_Data records_.

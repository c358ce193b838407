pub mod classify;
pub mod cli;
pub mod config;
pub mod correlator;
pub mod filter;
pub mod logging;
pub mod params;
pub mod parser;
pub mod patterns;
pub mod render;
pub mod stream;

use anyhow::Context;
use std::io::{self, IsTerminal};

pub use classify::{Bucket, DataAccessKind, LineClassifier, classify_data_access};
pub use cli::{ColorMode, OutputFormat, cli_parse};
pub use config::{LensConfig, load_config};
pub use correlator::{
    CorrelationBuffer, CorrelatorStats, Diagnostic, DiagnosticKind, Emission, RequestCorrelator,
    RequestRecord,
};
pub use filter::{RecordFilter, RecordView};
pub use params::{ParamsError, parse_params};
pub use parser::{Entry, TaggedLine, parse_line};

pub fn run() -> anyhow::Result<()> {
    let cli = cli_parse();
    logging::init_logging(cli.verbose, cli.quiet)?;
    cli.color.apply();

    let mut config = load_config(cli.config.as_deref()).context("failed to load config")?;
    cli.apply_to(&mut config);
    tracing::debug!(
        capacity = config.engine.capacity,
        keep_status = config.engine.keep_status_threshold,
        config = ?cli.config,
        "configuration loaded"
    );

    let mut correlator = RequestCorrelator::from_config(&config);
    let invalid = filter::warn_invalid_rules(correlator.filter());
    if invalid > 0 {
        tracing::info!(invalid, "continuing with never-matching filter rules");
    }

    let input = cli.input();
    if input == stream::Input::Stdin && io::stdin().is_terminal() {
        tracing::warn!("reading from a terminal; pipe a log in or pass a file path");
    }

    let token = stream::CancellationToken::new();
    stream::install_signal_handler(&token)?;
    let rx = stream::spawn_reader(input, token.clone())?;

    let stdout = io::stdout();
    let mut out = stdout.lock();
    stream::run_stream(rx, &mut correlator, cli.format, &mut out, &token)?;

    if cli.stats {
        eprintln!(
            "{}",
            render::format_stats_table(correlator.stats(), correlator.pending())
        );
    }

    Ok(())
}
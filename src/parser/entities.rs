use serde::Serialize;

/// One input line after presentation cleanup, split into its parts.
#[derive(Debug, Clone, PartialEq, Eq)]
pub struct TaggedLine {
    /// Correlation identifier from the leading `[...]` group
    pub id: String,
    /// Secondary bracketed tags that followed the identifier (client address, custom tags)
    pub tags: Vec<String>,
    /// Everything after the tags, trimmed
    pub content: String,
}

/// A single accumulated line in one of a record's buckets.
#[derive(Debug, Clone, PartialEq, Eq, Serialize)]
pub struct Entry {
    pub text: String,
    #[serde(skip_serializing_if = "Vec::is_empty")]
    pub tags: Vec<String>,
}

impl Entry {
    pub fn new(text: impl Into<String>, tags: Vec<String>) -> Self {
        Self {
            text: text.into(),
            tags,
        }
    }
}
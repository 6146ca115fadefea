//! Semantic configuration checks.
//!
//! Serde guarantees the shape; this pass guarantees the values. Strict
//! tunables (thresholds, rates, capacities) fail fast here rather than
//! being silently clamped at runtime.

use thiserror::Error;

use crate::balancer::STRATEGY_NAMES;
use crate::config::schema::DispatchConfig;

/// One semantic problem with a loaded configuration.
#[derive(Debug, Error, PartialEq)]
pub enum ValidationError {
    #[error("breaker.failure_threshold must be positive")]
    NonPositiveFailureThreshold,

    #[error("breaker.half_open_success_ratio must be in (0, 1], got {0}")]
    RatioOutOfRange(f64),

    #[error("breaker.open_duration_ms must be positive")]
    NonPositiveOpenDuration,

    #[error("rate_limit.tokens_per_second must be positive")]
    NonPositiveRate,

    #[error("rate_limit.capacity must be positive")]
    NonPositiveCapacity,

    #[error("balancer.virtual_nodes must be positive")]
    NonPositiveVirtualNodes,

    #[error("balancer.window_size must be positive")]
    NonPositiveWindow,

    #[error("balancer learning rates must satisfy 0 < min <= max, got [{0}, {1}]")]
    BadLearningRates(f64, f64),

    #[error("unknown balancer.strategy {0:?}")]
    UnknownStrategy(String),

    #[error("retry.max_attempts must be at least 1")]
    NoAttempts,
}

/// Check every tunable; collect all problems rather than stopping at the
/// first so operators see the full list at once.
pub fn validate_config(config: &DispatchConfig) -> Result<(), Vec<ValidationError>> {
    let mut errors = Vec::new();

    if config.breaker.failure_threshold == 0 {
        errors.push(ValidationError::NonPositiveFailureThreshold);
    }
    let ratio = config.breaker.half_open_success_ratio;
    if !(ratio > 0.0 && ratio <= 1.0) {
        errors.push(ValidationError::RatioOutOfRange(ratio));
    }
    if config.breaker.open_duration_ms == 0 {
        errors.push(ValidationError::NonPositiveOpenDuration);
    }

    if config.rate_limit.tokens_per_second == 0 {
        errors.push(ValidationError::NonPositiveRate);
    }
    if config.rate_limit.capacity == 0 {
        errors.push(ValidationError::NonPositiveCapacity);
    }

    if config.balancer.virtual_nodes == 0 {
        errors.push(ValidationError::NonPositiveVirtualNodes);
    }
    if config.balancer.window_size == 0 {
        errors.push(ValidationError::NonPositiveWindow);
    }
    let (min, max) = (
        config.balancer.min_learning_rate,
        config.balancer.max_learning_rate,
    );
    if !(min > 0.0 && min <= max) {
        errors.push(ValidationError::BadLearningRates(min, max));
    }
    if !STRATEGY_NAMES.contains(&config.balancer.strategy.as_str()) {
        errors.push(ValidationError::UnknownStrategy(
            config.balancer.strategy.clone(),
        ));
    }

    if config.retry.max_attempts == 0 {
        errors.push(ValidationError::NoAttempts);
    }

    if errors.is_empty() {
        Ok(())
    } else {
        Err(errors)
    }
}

_Work to be completed_.
Every line in the listing that holds the string "params" should be copied out.

_Response to this exercise_.
pub mod params;
pub use params::{ParamsError, parse_params};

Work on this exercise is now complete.